Category: Midfoot/Forefoot Introduction/Purpose: The incompetence of both dynamic and static structures in the foot is responsible for acquired pes planus deformity. The aim of this study was to identify the anatomical location of the midfoot break in symptomatic pes planus deformity, and its relationship with other pes planus radiographic foot measurements. Methods: We completed the radiographic evaluation of 75 feet diagnosed with symptomatic pes planus. The break in the medial column line (Meary’s line) was measured on the lateral radiograph at the intersection of the anatomical axis of the talus and the first metatarsal. Pes planus measurements were performed on each the weight-bearing AP and lateral radiographs, including talonavicular coverage angle, talar – first/ second metatarsal angle, talar uncoverage, talocalcaneal angle, Meary’s angle line break, calcaneal and talar inclination, talocalcaneal angle, cuneiform - metatarsal, tarsal joints angles and distances.
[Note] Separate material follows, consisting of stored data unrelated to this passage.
impl JobHandler {
    #[instrument(skip(self, job, shutdown), fields(job_id = %job.id, worker_id = %self.worker_id))]
    async fn run(&self, job: Job, mut shutdown: watch::Receiver<bool>) {
        let job_id = job.id.clone();

        if let Err(e) = self
            .job_repository
            .start_processing(&job_id, &self.worker_id, now_ms())
            .await
        {
            warn!("failed to transition job to in_progress: {e}");
            return;
        }

        if let Err(e) = self.resilience.check() {
            warn!(job_id, "resilience layer blocked the connector call: {e}");
            self.resolve(
                &job_id,
                Outcome::Failed {
                    error: format!("connector unavailable: {e}"),
                    can_retry: true,
                },
            )
            .await;
            return;
        }

        let connector_job = ConnectorJob {
            id: job_id.clone(),
            service_type: job.service_required.clone(),
            payload: job.payload.clone(),
            requirements: job.requirements.clone(),
        };
        let sink = self.progress_sink(&job_id);

        let outcome = tokio::select! {
            biased;
            _ = wait_for_shutdown(&mut shutdown) => {
                let _ = self.connector.cancel_job(&job_id).await;
                Outcome::Failed { error: "worker shutting down".to_string(), can_retry: true }
            }
            result = tokio::time::timeout(self.job_timeout, self.connector.process_job(connector_job, sink)) => {
                match result {
                    Ok(Ok(value)) => {
                        self.resilience.record_success();
                        Outcome::Completed(value)
                    }
                    Ok(Err(e)) => {
                        self.resilience.record_failure();
                        Outcome::Failed { error: e.to_string(), can_retry: e.retryable() }
                    }
                    Err(_elapsed) => {
                        self.resilience.record_failure();
                        let _ = self.connector.cancel_job(&job_id).await;
                        Outcome::Failed {
                            error: format!("job exceeded {:?} timeout", self.job_timeout),
                            can_retry: true,
                        }
                    }
                }
            }
        };

        self.resolve(&job_id, outcome).await;
    }

    fn progress_sink(&self, job_id: &str) -> ProgressSink {
        let progress_bus = self.progress_bus.clone();
        let worker_id = self.worker_id.clone();
        let job_id = job_id.to_string();
        ProgressSink::new(move |update: ProgressUpdate| {
            let progress_bus = progress_bus.clone();
            let worker_id = worker_id.clone();
            let job_id = job_id.clone();
            tokio::spawn(async move {
                let mut record =
                    ProgressRecord::new(&job_id, &worker_id, update.progress, ProgressStatus::Processing, now_ms());
                if let Some(message) = update.message {
                    record = record.with_message(message);
                }
                if let (Some(current), Some(total)) = (update.current_step, update.total_steps) {
                    record = record.with_step(current, total);
                }
                if let Err(e) = progress_bus.record(record).await {
                    warn!(job_id, "failed to record progress: {e}");
                }
            });
        })
    }

    async fn resolve(&self, job_id: &str, outcome: Outcome) {
        let now = now_ms();
        match outcome {
            Outcome::Completed(result) => {
                let final_progress = ProgressRecord::new(job_id, &self.worker_id, 100, ProgressStatus::Completed, now);
                if let Err(e) = self.progress_bus.record(final_progress).await {
                    warn!(job_id, "failed to record completion progress: {e}");
                }
                if let Err(e) = self.job_repository.complete(job_id, &self.worker_id, result, now).await {
                    warn!(job_id, "failed to mark job completed: {e}");
                }
                if let Err(e) = self.worker_registry.increment_jobs_processed(&self.worker_id).await {
                    warn!("failed to bump jobs_processed: {e}");
                }
            }
            Outcome::Failed { error, can_retry } => {
                let final_progress = ProgressRecord::new(job_id, &self.worker_id, 0, ProgressStatus::Failed, now)
                    .with_message(error.clone());
                if let Err(e) = self.progress_bus.record(final_progress).await {
                    warn!(job_id, "failed to record failure progress: {e}");
                }
                if let Err(e) = self
                    .job_repository
                    .fail(job_id, &self.worker_id, &error, can_retry, now)
                    .await
                {
                    warn!(job_id, "failed to mark job failed: {e}");
                }
                if let Err(e) = self.worker_registry.increment_jobs_failed(&self.worker_id).await {
                    warn!("failed to bump jobs_failed: {e}");
                }
            }
        }

        if let Err(e) = self.worker_registry.clear_current_job(&self.worker_id, now).await {
            warn!("failed to clear current job: {e}");
        }
    }
}

async fn wait_for_shutdown(shutdown: &mut watch::Receiver<bool>) {
    if *shutdown.borrow() {
        return;
    }
    while shutdown.changed().await.is_ok() {
        if *shutdown.borrow() {
            return;
        }
    }
}

#[cfg(test)]
mod tests {
    use super::*;
    use broker_connector::{ConnectorError, MockConnector};
    use broker_model::JobSpec;
    use broker_store::MockStore;
    use mockall::predicate::*;
    use serde_json::json;

    fn pending_job() -> Job {
        Job::from_spec("j-1", JobSpec::new("sim", json!({"prompt": "a cat"})), 0)
    }

    #[tokio::test]
    async fn job_handler_completes_and_records_progress() {
        let mut connector = MockConnector::new();
        connector.expect_process_job().returning(|_job, sink| {
            sink.report(ProgressUpdate::new(50).with_message("halfway"));
            Ok(json!({"ok": true}))
        });

        let mut store = MockStore::new();
        let job = pending_job();
        let hash = broker_core::serialize::to_hash(&job).unwrap();
        store
            .expect_hash_get_all()
            .with(eq("job:j-1"))
            .returning(move |_| Ok(hash.clone()));
        store.expect_hash_set_many().returning(|_, _| Ok(()));
        store.expect_hash_set().returning(|_, _, _| Ok(()));
        store.expect_hash_del_field().returning(|_, _| Ok(()));
        store.expect_expire().returning(|_, _| Ok(()));
        store.expect_stream_append().returning(|_, _| Ok("1-0".to_string()));
        store.expect_publish().returning(|_, _| Ok(()));

        let store: Arc<dyn Store> = Arc::new(store);
        let handler = JobHandler {
            job_repository: JobRepository::new(store.clone()),
            worker_registry: WorkerRegistry::new(store.clone()),
            progress_bus: ProgressBus::new(store.clone()),
            connector: Arc::new(connector),
            resilience: Arc::new(ResilienceLayer::new(CircuitBreakerConfig::default())),
            worker_id: "w-1".to_string(),
            job_timeout: Duration::from_secs(1),
        };

        let (_tx, rx) = watch::channel(false);
        handler.run(job, rx).await;
    }

    #[tokio::test]
    async fn job_handler_fails_non_retryable_connector_rejection_without_retry() {
        let mut connector = MockConnector::new();
        connector.expect_process_job().returning(|_job, _sink| {
            Err(ConnectorError::Rejected {
                connector: "sim".to_string(),
                job_id: "j-1".to_string(),
                message: "bad payload".to_string(),
                retryable: false,
            })
        });

        let mut store = MockStore::new();
        let job = pending_job();
        let hash = broker_core::serialize::to_hash(&job).unwrap();
        store
            .expect_hash_get_all()
            .with(eq("job:j-1"))
            .returning(move |_| Ok(hash.clone()));
        store.expect_hash_set_many().returning(|_, _| Ok(()));
        store.expect_hash_set().returning(|_, _, _| Ok(()));
        store.expect_hash_del_key().returning(|_| Ok(()));
        store.expect_stream_append().returning(|_, _| Ok("1-0".to_string()));
        store
            .expect_publish()
            .withf(|channel, payload| channel != "job_failed" || payload.contains("\"will_retry\":false"))
            .returning(|_, _| Ok(()));

        let store: Arc<dyn Store> = Arc::new(store);
        let handler = JobHandler {
            job_repository: JobRepository::new(store.clone()),
            worker_registry: WorkerRegistry::new(store.clone()),
            progress_bus: ProgressBus::new(store.clone()),
            connector: Arc::new(connector),
            resilience: Arc::new(ResilienceLayer::new(CircuitBreakerConfig::default())),
            worker_id: "w-1".to_string(),
            job_timeout: Duration::from_secs(1),
        };

        let (_tx, rx) = watch::channel(false);
        handler.run(job, rx).await;
    }
}
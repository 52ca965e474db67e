//! Event envelopes published on the channels named in [`crate::keys::channels`].
//!
//! `EventBroadcaster` (in `broker-events`) subscribes to these same channels and
//! re-frames each payload into the wire format its consumer expects (§4.10); this
//! crate only needs to agree on a serialization, not on who reads it.

use serde::{Deserialize, Serialize};
use serde_json::Value;

use broker_store::Store;

use crate::error::BrokerResult;

#[derive(Debug, Clone, Serialize, Deserialize)]
#[serde(tag = "type", rename_all = "snake_case")]
pub enum BrokerEvent {
    JobSubmitted {
        job_id: String,
        service_required: String,
        priority: u8,
        timestamp: i64,
    },
    JobAssigned {
        job_id: String,
        worker_id: String,
        timestamp: i64,
    },
    JobProgress {
        job_id: String,
        worker_id: String,
        progress: u8,
        status: String,
        message: Option<String>,
        timestamp: i64,
    },
    JobCompleted {
        job_id: String,
        worker_id: String,
        result: Value,
        timestamp: i64,
    },
    JobFailed {
        job_id: String,
        worker_id: Option<String>,
        error: String,
        will_retry: bool,
        retry_count: u32,
        timestamp: i64,
    },
    JobCancelled {
        job_id: String,
        reason: String,
        timestamp: i64,
    },
    WorkerStatus {
        worker_id: String,
        old_status: String,
        new_status: String,
        current_job_id: Option<String>,
        timestamp: i64,
    },
    WorkerRegistered {
        worker_id: String,
        machine_id: String,
        timestamp: i64,
    },
    WorkerDisconnected {
        worker_id: String,
        timestamp: i64,
    },
}

impl BrokerEvent {
    pub fn channel(&self) -> &'static str {
        use crate::keys::channels::*;
        match self {
            Self::JobSubmitted { .. } => JOB_SUBMITTED,
            Self::JobAssigned { .. } => JOB_ASSIGNED,
            Self::JobProgress { .. } => JOB_PROGRESS,
            Self::JobCompleted { .. } => JOB_COMPLETED,
            Self::JobFailed { .. } => JOB_FAILED,
            Self::JobCancelled { .. } => JOB_CANCELLED,
            Self::WorkerStatus { .. } => WORKER_STATUS,
            Self::WorkerRegistered { .. } => WORKER_REGISTERED,
            Self::WorkerDisconnected { .. } => WORKER_DISCONNECTED,
        }
    }

    pub fn to_json(&self) -> String {
        serde_json::to_string(self).unwrap_or_else(|_| "{}".to_string())
    }
}

/// Publishes `event` on its channel. Failures are logged, not propagated: a missed
/// pub/sub notification never invalidates the store write that preceded it (§5).
pub async fn publish(store: &dyn Store, event: &BrokerEvent) -> BrokerResult<()> {
    store.publish(event.channel(), &event.to_json()).await?;
    Ok(())
}
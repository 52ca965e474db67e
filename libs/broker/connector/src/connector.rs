//! The connector contract (§6.2): given a job and a progress sink, produce a result
//! or error. This is the seam between the broker (which knows nothing about GPU
//! inference) and whatever actually runs the job.

use async_trait::async_trait;
use serde::{Deserialize, Serialize};
use serde_json::Value;

use crate::error::ConnectorResult;

/// The slice of a job a connector needs; deliberately narrower than
/// `broker_model::Job` so a connector can't reach into scheduling metadata it has
/// no business touching.
#[derive(Debug, Clone, Serialize, Deserialize, PartialEq)]
pub struct ConnectorJob {
    pub id: String,
    pub service_type: String,
    pub payload: Value,
    pub requirements: Option<broker_model::JobRequirements>,
}

/// One update a connector reports mid-run. Mirrors `broker_model::ProgressRecord`'s
/// fields but without the broker-assigned `worker_id`/`updated_at`, which the caller
/// (`WorkerRuntime`) fills in before handing it to `ProgressBus`.
#[derive(Debug, Clone)]
pub struct ProgressUpdate {
    pub progress: u8,
    pub message: Option<String>,
    pub current_step: Option<u32>,
    pub total_steps: Option<u32>,
}

impl ProgressUpdate {
    pub fn new(progress: u8) -> Self {
        Self {
            progress: progress.min(100),
            message: None,
            current_step: None,
            total_steps: None,
        }
    }

    pub fn with_message(mut self, message: impl Into<String>) -> Self {
        self.message = Some(message.into());
        self
    }
}

/// Callback a connector invokes to report progress; `WorkerRuntime` supplies a
/// closure that forwards into `ProgressBus::record`. Wrapped in a named type (rather
/// than a bare `Fn` trait object) so it satisfies `Debug`, which `mockall::automock`
/// needs to render failed-expectation messages for [`Connector`].
#[derive(Clone)]
pub struct ProgressSink(std::sync::Arc<dyn Fn(ProgressUpdate) + Send + Sync>);

impl ProgressSink {
    pub fn new(f: impl Fn(ProgressUpdate) + Send + Sync + 'static) -> Self {
        Self(std::sync::Arc::new(f))
    }

    pub fn report(&self, update: ProgressUpdate) {
        (self.0)(update)
    }
}

impl std::fmt::Debug for ProgressSink {
    fn fmt(&self, f: &mut std::fmt::Formatter<'_>) -> std::fmt::Result {
        f.write_str("ProgressSink(..)")
    }
}

/// A pluggable executor for one job service type (§2/§6.2). Implementations must
/// honor `cancel_job`: once called for a given `id`, any in-flight `process_job`
/// call for that id should return `Err(ConnectorError::Cancelled)` promptly.
#[cfg_attr(feature = "mock", mockall::automock)]
#[async_trait]
pub trait Connector: Send + Sync {
    async fn process_job(&self, job: ConnectorJob, progress: ProgressSink) -> ConnectorResult<Value>;
    async fn cancel_job(&self, job_id: &str) -> ConnectorResult<()>;
    async fn available_models(&self) -> ConnectorResult<Vec<String>>;
    async fn health(&self) -> bool;
}
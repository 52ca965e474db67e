use std::future::Future;
use std::time::Duration;
use tracing::{debug, warn};

/// Retry configuration for database connections
#[derive(Debug, Clone)]
pub struct RetryConfig {
    /// Maximum number of retry attempts
    pub max_retries: u32,

    /// Initial delay between retries in milliseconds
    pub initial_delay_ms: u64,

    /// Maximum delay between retries in milliseconds
    pub max_delay_ms: u64,

    /// Multiplier for exponential backoff (typically 2.0)
    pub backoff_multiplier: f64,

    /// Whether to add jitter to prevent thundering herd
    pub use_jitter: bool,
}

impl RetryConfig {
    /// Create a new retry configuration with defaults
    ///
    /// Defaults:
    /// - max_retries: 3
    /// - initial_delay_ms: 100
    /// - max_delay_ms: 5000
    /// - backoff_multiplier: 2.0
    /// - use_jitter: true
    pub fn new() -> Self {
        Self::default()
    }

    /// Create a retry config with custom max retries
    pub fn with_max_retries(mut self, max_retries: u32) -> Self {
        self.max_retries = max_retries;
        self
    }

    /// Create a retry config with custom initial delay
    pub fn with_initial_delay(mut self, delay_ms: u64) -> Self {
        self.initial_delay_ms = delay_ms;
        self
    }

    /// Create a retry config with custom max delay
    pub fn with_max_delay(mut self, delay_ms: u64) -> Self {
        self.max_delay_ms = delay_ms;
        self
    }

    /// Disable jitter
    pub fn without_jitter(mut self) -> Self {
        self.use_jitter = false;
        self
    }
}

impl Default for RetryConfig {
    fn default() -> Self {
        Self {
            max_retries: 3,
            initial_delay_ms: 100,
            max_delay_ms: 5000,
            backoff_multiplier: 2.0,
            use_jitter: true,
        }
    }
}

/// Retry an async operation with exponential backoff
///
/// # Arguments
/// * `operation` - The async operation to retry
/// * `config` - Retry configuration
///
/// # Example
/// ```ignore
/// use database::common::retry::{retry_with_backoff, RetryConfig};
///
/// let config = RetryConfig::new().with_max_retries(5);
///
/// let result = retry_with_backoff(
///     || async { database::redis::connect(&redis_url).await },
///     config
/// ).await?;
/// ```
pub async fn retry_with_backoff<F, Fut, T, E>(mut operation: F, config: RetryConfig) -> Result<T, E>
where
    F: FnMut() -> Fut,
    Fut: Future<Output = Result<T, E>>,
    E: std::fmt::Display,
{
    let mut attempt = 0;
    let mut delay = config.initial_delay_ms;

    loop {
        match operation().await {
            Ok(result) => {
                if attempt > 0 {
                    debug!("Operation succeeded after {} retries", attempt);
                }
                return Ok(result);
            }
            Err(e) => {
                attempt += 1;

                if attempt > config.max_retries {
                    warn!(
                        "Operation failed after {} attempts: {}",
                        config.max_retries, e
                    );
                    return Err(e);
                }

                // Calculate delay with exponential backoff
                let current_delay = if config.use_jitter {
                    apply_jitter(delay)
                } else {
                    delay
                };

                debug!(
                    "Operation failed (attempt {}/{}): {}. Retrying in {}ms...",
                    attempt, config.max_retries, e, current_delay
                );

                tokio::time::sleep(Duration::from_millis(current_delay)).await;

                // Exponential backoff for next iteration
                delay =
                    ((delay as f64 * config.backoff_multiplier) as u64).min(config.max_delay_ms);
            }
        }
    }
}

/// Apply jitter to a delay value to prevent thundering herd
///
/// Uses a random value between 50% and 100% of the original delay
fn apply_jitter(delay: u64) -> u64 {
    use std::collections::hash_map::RandomState;
    use std::hash::BuildHasher;

    // Use a simple pseudo-random approach based on current time
    let random_factor =
        (RandomState::new().hash_one(std::time::SystemTime::now()) % 50) as f64 / 100.0 + 0.5; // 0.5 to 1.0

    (delay as f64 * random_factor) as u64
}

/// Simplified retry with default configuration
///
/// Retries up to 3 times with exponential backoff starting at 100ms.
///
/// # Example
/// ```ignore
/// use database::common::retry::retry;
///
/// let result = retry(|| async {
///     database::redis::connect(&redis_url).await
/// }).await?;
/// ```
pub async fn retry<F, Fut, T, E>(operation: F) -> Result<T, E>
where
    F: FnMut() -> Fut,
    Fut: Future<Output = Result<T, E>>,
    E: std::fmt::Display,
{
    retry_with_backoff(operation, RetryConfig::default()).await
}

#[cfg(test)]
mod tests {
    use super::*;
    use std::sync::Arc;
    use std::sync::atomic::{AtomicU32, Ordering};

    #[tokio::test]
    async fn test_retry_success_first_attempt() {
        let counter = Arc::new(AtomicU32::new(0));
        let counter_clone = counter.clone();

        let result = retry(|| {
            let counter = counter_clone.clone();
            async move {
                counter.fetch_add(1, Ordering::SeqCst);
                Ok::<_, String>("success")
            }
        })
        .await;

        assert!(result.is_ok());
        assert_eq!(result.unwrap(), "success");
        assert_eq!(counter.load(Ordering::SeqCst), 1);
    }

    #[tokio::test]
    async fn test_retry_success_after_failures() {
        let counter = Arc::new(AtomicU32::new(0));
        let counter_clone = counter.clone();

        let config = RetryConfig::new().with_initial_delay(10).without_jitter();

        let result = retry_with_backoff(
            || {
                let counter = counter_clone.clone();
                async move {
                    let count = counter.fetch_add(1, Ordering::SeqCst);
                    if count < 2 {
                        Err(format!("Attempt {}", count + 1))
                    } else {
                        Ok("success")
                    }
                }
            },
            config,
        )
        .await;

        assert!(result.is_ok());
        assert_eq!(result.unwrap(), "success");
        assert_eq!(counter.load(Ordering::SeqCst), 3);
    }

    #[tokio::test]
    async fn test_retry_max_retries_exceeded() {
        let counter = Arc::new(AtomicU32::new(0));
        let counter_clone = counter.clone();

        let config = RetryConfig::new()
            .with_max_retries(2)
            .with_initial_delay(10)
            .without_jitter();

        let result = retry_with_backoff(
            || {
                let counter = counter_clone.clone();
                async move {
                    counter.fetch_add(1, Ordering::SeqCst);
                    Err::<String, _>("always fails")
                }
            },
            config,
        )
        .await;

        assert!(result.is_err());
        assert_eq!(result.unwrap_err(), "always fails");
        assert_eq!(counter.load(Ordering::SeqCst), 3); // 1 initial + 2 retries
    }

    #[tokio::test]
    async fn test_retry_config_builder() {
        let config = RetryConfig::new()
            .with_max_retries(5)
            .with_initial_delay(200)
            .with_max_delay(10000)
            .without_jitter();

        assert_eq!(config.max_retries, 5);
        assert_eq!(config.initial_delay_ms, 200);
        assert_eq!(config.max_delay_ms, 10000);
        assert!(!config.use_jitter);
    }

    #[test]
    fn test_apply_jitter() {
        let delay = 1000;
        for _ in 0..10 {
            let jittered = apply_jitter(delay);
            assert!(jittered >= 500); // At least 50%
            assert!(jittered <= 1000); // At most 100%
        }
    }

    #[tokio::test]
    async fn test_exponential_backoff() {
        let counter = Arc::new(AtomicU32::new(0));
        let counter_clone = counter.clone();
        let start = std::time::Instant::now();

        let config = RetryConfig::new()
            .with_max_retries(3)
            .with_initial_delay(50)
            .without_jitter();

        let _result = retry_with_backoff(
            || {
                let counter = counter_clone.clone();
                async move {
                    counter.fetch_add(1, Ordering::SeqCst);
                    Err::<String, _>("fail")
                }
            },
            config,
        )
        .await;

        let elapsed = start.elapsed();
        // Should take at least 50 + 100 + 200 = 350ms
        assert!(elapsed.as_millis() >= 300);
    }
}
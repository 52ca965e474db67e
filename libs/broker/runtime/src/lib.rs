//! The per-worker runtime loop (§4.8): polls the broker for claims, dispatches each
//! one to a [`broker_connector::Connector`], and reports outcome and progress back
//! through `broker-core`. This is the only crate in the workspace that owns a
//! `tokio` task lifecycle for a worker process.

mod config;
mod runtime;

pub use config::WorkerRuntimeConfig;
pub use runtime::WorkerRuntime;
Due to Gaussian distribution, unpaired t-test and ANOVA tests were used. Results: The medial column line collapse was at the talonavicular joint in 77.3%, naviculocuneiform in 20%, and cuneiform metatarsal in 2.6%. The line angle severity was proportional to the talonavicular coverage angle and talar uncoverage (p 0.001, R2 0.4915 and P 0.003, R2 0.223). On comparison of the 3 line-break groups, the talocalcaneal angle was significantly higher when the line break was at talonavicular joint (P 0.001) although Meary’s angle was not significantly more severe. Conclusion: The apex of the medial column collapse occurs not only at the talonavicular joint but also distal to the spring ligament and tibialis posterior insertion. Foot abduction increases with the increase in the line collapse regardless of the breaking point. Talus flexion is worse if the arch collapse is at the talonavicular joint, suggesting incompetency of the spring ligament. Assessing the apex of deformity is essential to decide the correct operative strategy.